The United States is a nation of immigrants where 1 in 7 U.S. residents are foreign-born. When including children born in the U.S. to immigrant parents, this accounts for nearly a third of the U.S. population. Globally, international migration is also rising exponentially over time, with over 281 million people living outside their birth countries. The cause for this increase stems from a multitude of reasons, including natural disasters, escaping imminent harm, or seeking better employment opportunities.

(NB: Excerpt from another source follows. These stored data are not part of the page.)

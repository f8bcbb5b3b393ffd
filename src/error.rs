// Copyright (c) AlphaVelocity.
// All rights reserved.
//
// This source code is licensed under the license found in the
// LICENSE file in the root directory of this source tree.

use thiserror::Error;

/// Reasons a row or argument is rejected at the application boundary.
#[derive(Debug, Error, PartialEq, Eq)]
pub enum RecordError {
    #[error("Invalid amount '{value}' for {field}")]
    InvalidAmount { field: &'static str, value: String },
    #[error("Amount must be positive, got {0}")]
    NonPositiveAmount(String),
    #[error("Unknown {kind} '{value}'")]
    UnknownVariant { kind: &'static str, value: String },
    #[error("Invalid date '{0}', expected YYYY-MM-DD")]
    InvalidDate(String),
    #[error("Day {day} out of range 1..=31 for {field}")]
    DayOutOfRange { field: &'static str, day: i64 },
    #[error("Installment count must be at least 1, got {0}")]
    InvalidInstallmentCount(u32),
}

Although the immigrant population is growing, there is still much we do not understand about their health care outcomes, particularly why they utilize less health care than their native counterparts. Despite the phenomenon of newly immigrated U.S. residents being healthier than U.S. born residents, studies have found this advantage fades over time. This is across chronic diseases, including cancers. The COVID-19 pandemic made this plain as immigrants fared worse than their native-born counterparts in the U.S. and Canada. So why are they not seeking or accessing necessary care?
This could be for a multitude of reasons, including language barriers, mistrust of the health care system, fear of racial or cultural stigma, low health literacy, and financial barriers to care. These barriers exacerbate the difficulties of trying to navigate a health care system that was not built for foreign-born patients in the first place. For example, previous research has shown that non-white immigrants and those with limited English proficiency face higher disadvantages and lack of health care coverage compared to their white English-speaking counterparts. There is a great deal we as health services researchers must still work to understand about alleviating these barriers to seeking care, and that starts with one word: data.
Too often, the U.S. immigrant population is treated as monolith when these vibrant communities are far from homogeneous. More recently, immigrants are most likely coming from India, China, Mexico, and the Philippines among many other countries. These nations encompass dozens of languages, with vastly different cultural practices and norms. Yet, there is still so much we do not know or understand about immigrant subpopulations.
Calls for better race, ethnicity and origin data are becoming more frequent as researchers are forced to either extrapolate from limited federal race data or collect their own. The Biden Administration is set to update the Office of Management and Budget (OMB) standards for collecting race and ethnicity data which could be a step towards a more comprehensive approach that “reflect the diversity of the American people.” Through these efforts and accompanying “country of origin” questions, we can add to the sparse data repository for improving immigrant health.
With improved data comes a responsibility to these populations, as the stigma towards immigrant populations is still extremely high. Most electronic health records, for example, do not collect immigration status or country of origin. There is justification in this though, given the persecution many face based on their immigration status. The AMA has spoken against explicit documentation of patient immigration status for fear of what repercussions there could be for those patients. There is a real fear for what may happen to those seeking health care who are undocumented, as anti-immigrant sentiment is pervasive. A physician’s credo to first “do no harm” includes minimizing opportunities for possible discrimination against their patients. Immigration and Customs Enforcement has also been known to frequent emergency rooms and clinics seeking undocumented individuals, or even subpoena medical records, further threatening their safety. Though the lack of immigration status in the EHR is a necessary obstruction, it is one of many examples of a large gap in understanding the impact of access to care on foreign-born patients.
For these reasons, researchers must take precautions when analyzing such sensitive information. This could include deidentifying study data, encrypting files, and building a well-trained study team. Whether from empirically collected data or federally aggregated datasets, the threat of additional scrutiny due to stigma is real. To ensure the protection of those at risk, the urging for robust data collection must also be accompanied by stringent privacy and data safety protocols.
There is no one-size-fits-all approach to immigrant health, but we are still far from providing accessible, equitable, and affordable care to these populations. If we aim to better understand the health issues impacting immigrant subpopulations, we need data to do so. There are too many gaps in our understanding of how and why these populations seek care and what barriers they may face. Health systems and communities must determine the best ways to provide care as this group grows--and ages—over time.